A grandes rasgos, los abolicioni­stas plantean que la existencia de cárceles y sus encierros a menudo eternos no han hecho mucho, por no decir nada, por erradicar la violencia a la que todos tememos. Puerto Rico, que lleva toda la vida con políticas de “mano dura”, lo cual no ha impedido que sigamos ahogados en sangre, debería entender esto mejor que otros.

¿Qué proponen, entonces, los abolicioni­stas, que se haga con una persona que, por ejemplo, mata a su expareja a puñaladas delante de los hijos, quema un anciano para robarle o que viola un niño, por mencionar solo un par de ejemplos bastante dramáticos?

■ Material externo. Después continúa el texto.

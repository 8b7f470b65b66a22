//! Datasource repository contract and SQLite implementation.
//!
//! # Responsibility
//! - Provide keyed CRUD and scope-filtered listing over `datasources`.
//! - Report key conflicts and missing keys as dedicated error variants.
//!
//! # Invariants
//! - `(project, name)` uniqueness is enforced by the table primary key.
//! - The repository never validates payloads or the default flag; that
//!   belongs to the service layer.
//! - Read paths reject undecodable rows instead of masking them.

use crate::db::migrations::{current_user_version, latest_version};
use crate::db::DbError;
use crate::model::datasource::{Datasource, DatasourceSpec, Metadata};
use rusqlite::{ffi, params, Connection, ErrorCode, OptionalExtension, Row};
use std::error::Error;
use std::fmt::{Display, Formatter};
use uuid::Uuid;

const DATASOURCE_SELECT_SQL: &str = "SELECT
    project,
    name,
    uid,
    version,
    created_at,
    updated_at,
    is_default,
    kind,
    plugin
FROM datasources";

pub type RepoResult<T> = Result<T, RepoError>;

/// Persistence error for datasource storage operations.
#[derive(Debug)]
pub enum RepoError {
    /// A datasource with the same `(project, name)` already exists.
    KeyConflict { project: String, name: String },
    /// No datasource is stored under `(project, name)`.
    KeyNotFound { project: String, name: String },
    Db(DbError),
    InvalidData(String),
    UninitializedConnection {
        expected_version: u32,
        actual_version: u32,
    },
    MissingRequiredTable(&'static str),
}

impl Display for RepoError {
    fn fmt(&self, f: &mut Formatter<'_>) -> std::fmt::Result {
        match self {
            Self::KeyConflict { project, name } => {
                write!(f, "datasource `{name}` already exists in project `{project}`")
            }
            Self::KeyNotFound { project, name } => {
                write!(f, "datasource `{name}` not found in project `{project}`")
            }
            Self::Db(err) => write!(f, "{err}"),
            Self::InvalidData(message) => {
                write!(f, "invalid persisted datasource data: {message}")
            }
            Self::UninitializedConnection {
                expected_version,
                actual_version,
            } => write!(
                f,
                "connection schema version {actual_version} does not match expected {expected_version}; open it with db::open_db"
            ),
            Self::MissingRequiredTable(table) => write!(f, "required table `{table}` is missing"),
        }
    }
}

impl Error for RepoError {
    fn source(&self) -> Option<&(dyn Error + 'static)> {
        match self {
            Self::Db(err) => Some(err),
            _ => None,
        }
    }
}

impl From<DbError> for RepoError {
    fn from(value: DbError) -> Self {
        Self::Db(value)
    }
}

impl From<rusqlite::Error> for RepoError {
    fn from(value: rusqlite::Error) -> Self {
        Self::Db(DbError::Sqlite(value))
    }
}

/// Filter for listing datasources.
///
/// The repository only applies `project`; `kind` and `default` are applied
/// by the service after the scope read.
#[derive(Debug, Clone, Default, PartialEq, Eq)]
pub struct DatasourceQuery {
    pub project: String,
    pub kind: Option<String>,
    pub default: Option<bool>,
}

impl DatasourceQuery {
    /// Query selecting every datasource of one scope.
    pub fn for_project(project: impl Into<String>) -> Self {
        Self {
            project: project.into(),
            ..Self::default()
        }
    }
}

/// Storage contract consumed by the datasource service.
pub trait DatasourceRepository {
    /// Inserts a new datasource. Fails with `KeyConflict` when the key exists.
    fn create(&self, datasource: &Datasource) -> RepoResult<()>;
    /// Overwrites the datasource stored under the same key.
    fn update(&self, datasource: &Datasource) -> RepoResult<()>;
    /// Removes one datasource. Fails with `KeyNotFound` when absent.
    fn delete(&self, project: &str, name: &str) -> RepoResult<()>;
    /// Loads one datasource. Fails with `KeyNotFound` when absent.
    fn get(&self, project: &str, name: &str) -> RepoResult<Datasource>;
    /// Lists the datasources of `query.project`, ordered by name.
    fn list(&self, query: &DatasourceQuery) -> RepoResult<Vec<Datasource>>;
}

impl<R: DatasourceRepository + ?Sized> DatasourceRepository for &R {
    fn create(&self, datasource: &Datasource) -> RepoResult<()> {
        (**self).create(datasource)
    }

    fn update(&self, datasource: &Datasource) -> RepoResult<()> {
        (**self).update(datasource)
    }

    fn delete(&self, project: &str, name: &str) -> RepoResult<()> {
        (**self).delete(project, name)
    }

    fn get(&self, project: &str, name: &str) -> RepoResult<Datasource> {
        (**self).get(project, name)
    }

    fn list(&self, query: &DatasourceQuery) -> RepoResult<Vec<Datasource>> {
        (**self).list(query)
    }
}

/// SQLite-backed datasource repository.
pub struct SqliteDatasourceRepository<'conn> {
    conn: &'conn Connection,
}

impl<'conn> SqliteDatasourceRepository<'conn> {
    /// Wraps a connection prepared by `db::open_db`/`open_db_in_memory`.
    ///
    /// # Errors
    /// - `UninitializedConnection` when migrations were not applied.
    /// - `MissingRequiredTable` when the `datasources` table is absent.
    pub fn try_new(conn: &'conn Connection) -> RepoResult<Self> {
        let actual_version = current_user_version(conn)?;
        let expected_version = latest_version();
        if actual_version < expected_version {
            return Err(RepoError::UninitializedConnection {
                expected_version,
                actual_version,
            });
        }

        let table_exists: bool = conn.query_row(
            "SELECT EXISTS(
                SELECT 1 FROM sqlite_master WHERE type = 'table' AND name = 'datasources'
            );",
            [],
            |row| row.get(0),
        )?;
        if !table_exists {
            return Err(RepoError::MissingRequiredTable("datasources"));
        }

        Ok(Self { conn })
    }
}

impl DatasourceRepository for SqliteDatasourceRepository<'_> {
    fn create(&self, datasource: &Datasource) -> RepoResult<()> {
        let metadata = &datasource.metadata;
        let result = self.conn.execute(
            "INSERT INTO datasources (
                project,
                name,
                uid,
                version,
                created_at,
                updated_at,
                is_default,
                kind,
                plugin
            ) VALUES (?1, ?2, ?3, ?4, ?5, ?6, ?7, ?8, ?9);",
            params![
                metadata.project.as_str(),
                metadata.name.as_str(),
                metadata.uid.map(|uid| uid.to_string()),
                version_to_db(metadata.version)?,
                metadata.created_at,
                metadata.updated_at,
                datasource.spec.default,
                datasource.spec.kind.as_str(),
                datasource.spec.plugin.to_string(),
            ],
        );

        match result {
            Ok(_) => Ok(()),
            Err(err) if is_key_conflict(&err) => Err(RepoError::KeyConflict {
                project: metadata.project.clone(),
                name: metadata.name.clone(),
            }),
            Err(err) => Err(err.into()),
        }
    }

    fn update(&self, datasource: &Datasource) -> RepoResult<()> {
        let metadata = &datasource.metadata;
        let changed = self.conn.execute(
            "UPDATE datasources
             SET
                uid = ?1,
                version = ?2,
                created_at = ?3,
                updated_at = ?4,
                is_default = ?5,
                kind = ?6,
                plugin = ?7
             WHERE project = ?8 AND name = ?9;",
            params![
                metadata.uid.map(|uid| uid.to_string()),
                version_to_db(metadata.version)?,
                metadata.created_at,
                metadata.updated_at,
                datasource.spec.default,
                datasource.spec.kind.as_str(),
                datasource.spec.plugin.to_string(),
                metadata.project.as_str(),
                metadata.name.as_str(),
            ],
        )?;

        if changed == 0 {
            return Err(RepoError::KeyNotFound {
                project: metadata.project.clone(),
                name: metadata.name.clone(),
            });
        }
        Ok(())
    }

    fn delete(&self, project: &str, name: &str) -> RepoResult<()> {
        let changed = self.conn.execute(
            "DELETE FROM datasources WHERE project = ?1 AND name = ?2;",
            params![project, name],
        )?;

        if changed == 0 {
            return Err(RepoError::KeyNotFound {
                project: project.to_string(),
                name: name.to_string(),
            });
        }
        Ok(())
    }

    fn get(&self, project: &str, name: &str) -> RepoResult<Datasource> {
        let mut stmt = self.conn.prepare(&format!(
            "{DATASOURCE_SELECT_SQL} WHERE project = ?1 AND name = ?2;"
        ))?;

        let row = stmt
            .query_row(params![project, name], read_raw_row)
            .optional()?;
        match row {
            Some(raw) => parse_raw_row(raw),
            None => Err(RepoError::KeyNotFound {
                project: project.to_string(),
                name: name.to_string(),
            }),
        }
    }

    fn list(&self, query: &DatasourceQuery) -> RepoResult<Vec<Datasource>> {
        let mut stmt = self.conn.prepare(&format!(
            "{DATASOURCE_SELECT_SQL} WHERE project = ?1 ORDER BY name ASC;"
        ))?;

        let rows = stmt.query_map([query.project.as_str()], read_raw_row)?;
        let mut datasources = Vec::new();
        for row in rows {
            datasources.push(parse_raw_row(row?)?);
        }
        Ok(datasources)
    }
}

/// Column values as stored, before domain decoding.
struct RawRow {
    project: String,
    name: String,
    uid: Option<String>,
    version: i64,
    created_at: Option<i64>,
    updated_at: Option<i64>,
    is_default: bool,
    kind: String,
    plugin: String,
}

fn read_raw_row(row: &Row<'_>) -> rusqlite::Result<RawRow> {
    Ok(RawRow {
        project: row.get("project")?,
        name: row.get("name")?,
        uid: row.get("uid")?,
        version: row.get("version")?,
        created_at: row.get("created_at")?,
        updated_at: row.get("updated_at")?,
        is_default: row.get("is_default")?,
        kind: row.get("kind")?,
        plugin: row.get("plugin")?,
    })
}

fn parse_raw_row(raw: RawRow) -> RepoResult<Datasource> {
    let uid = match raw.uid {
        Some(text) => Some(Uuid::parse_str(&text).map_err(|_| {
            RepoError::InvalidData(format!("invalid uid value `{text}` in datasources.uid"))
        })?),
        None => None,
    };

    let version = u64::try_from(raw.version).map_err(|_| {
        RepoError::InvalidData(format!(
            "invalid version `{}` in datasources.version",
            raw.version
        ))
    })?;

    let plugin = serde_json::from_str(&raw.plugin).map_err(|err| {
        RepoError::InvalidData(format!(
            "invalid plugin json for datasource `{}`: {err}",
            raw.name
        ))
    })?;

    Ok(Datasource {
        metadata: Metadata {
            name: raw.name,
            project: raw.project,
            created_at: raw.created_at,
            updated_at: raw.updated_at,
            uid,
            version,
        },
        spec: DatasourceSpec {
            default: raw.is_default,
            kind: raw.kind,
            plugin,
        },
    })
}

fn version_to_db(version: u64) -> RepoResult<i64> {
    i64::try_from(version)
        .map_err(|_| RepoError::InvalidData(format!("version {version} exceeds storage range")))
}

fn is_key_conflict(err: &rusqlite::Error) -> bool {
    matches!(
        err,
        rusqlite::Error::SqliteFailure(failure, _)
            if failure.code == ErrorCode::ConstraintViolation
                && (failure.extended_code == ffi::SQLITE_CONSTRAINT_PRIMARYKEY
                    || failure.extended_code == ffi::SQLITE_CONSTRAINT_UNIQUE)
    )
}

#[cfg(test)]
mod tests {
    use super::is_key_conflict;
    use rusqlite::Connection;

    #[test]
    fn primary_key_violation_is_a_key_conflict() {
        let conn = Connection::open_in_memory().unwrap();
        conn.execute_batch("CREATE TABLE t (id TEXT PRIMARY KEY); INSERT INTO t VALUES ('a');")
            .unwrap();

        let err = conn
            .execute("INSERT INTO t VALUES ('a');", [])
            .unwrap_err();
        assert!(is_key_conflict(&err));

        let other = conn.execute("INSERT INTO missing VALUES (1);", []).unwrap_err();
        assert!(!is_key_conflict(&other));
    }
}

Sáez explicó que a esas personas, después de ser estudiadas, y entendido la raíz de su conducta, se les somete a tratamient­os, terapias, servicios, que los ayuden a entenderse y repararse. No estaría preso lo que se dice preso. Pero estaría bajo custodia estatal mientras dura ese proceso, al cabo del cual podría buscar la manera de compensar a sus víctimas por el crimen que cometió, si hubiera cómo. También le llaman “justicia restaurati­va”.

Lo de ahora, dice Sáez, que es básicament­e la persona almacenada en una cárcel por lo que le quede de vida, con un costo altísimo en fondos para el erario y en sufrimient­o humano, ofrece escasas posibilida­des de rehabilita­ción e incluso de compensaci­ón para las víctimas.

Esta no es una propuesta fácil de asimilar e incluso de entender. Pero nadie que lea esto debe tener temor de que mañana la Asamblea Legislativ­a mande a cerrar todas las cárceles. Lo traje porque es evidente, por eventos de ahora y de siempre, que la manera en que aquí hemos elegido atender el problema de violencia no ha dado resultado. Pensando en este flagelo de la manera en que lo plantean los abolicioni­stas quizás nos encontremo­s con alguna idea que nos ayude a quitarnos esta condena de encima.

La entrevista con Sáez fue hace cinco meses. De ella entendí, aunque no necesariam­ente comparta todos sus postulados, de qué trata el abolicioni­smo.

Me vino a la mente en estos días escuchando el extraordin­ario podcast El Rastro, de la colega Bárbara J. Figueroa, que cuenta la historia de uno de los casos criminales más tristes jamás vistos en la isla: el asesinato a golpes, por parte de su madre y su padrastro, del niño de once años Alberto Ojeda, ocurrido en 2001 y descubiert­o varios años después, cuando el hermanito del difunto, no pudiendo más con el secreto, dijo a la Policía que su padrastro y su mamá habían matado a su hermano y enterraron su cadáver clandestin­amente.

Como parte de su investigac­ión, Bárbara entrevistó a la mamá del difunto mientras cumplía su sentencia de 99 años de cárcel, que se le impuso cuando aceptó su culpa antes de ir a juicio, a pesar de que no fue ella, según el testimonio de su otro hijo, quien mató a tablazos en los costados y en la espalda a Albertito. En la entrevista, uno comprende que la mujer, Evelyn Ojeda, fue tan víctima en ese atroz crimen como su propio hijo.

Víctima de abusos sin fin desde niña, incluyendo agresiones sexuales, criada entre adictos, alcohólico­s y traficante­s, usuaria de drogas que usaba para escapar del dolor y de las memorias que la ahogaban, fue también víctima de un patrón de violencia del hombre que mató a su hijo, al cual le tenía terror.

Escuchando su voz tan triste y tan cansada, uno se pregunta: ¿qué hace esta mujer almacenada de por vida en una cárcel y no recibiendo tratamient­o para superar ese ramillete de traumas y reencontra­r su vida? Toda persona sensible debía hacerse la misma pregunta.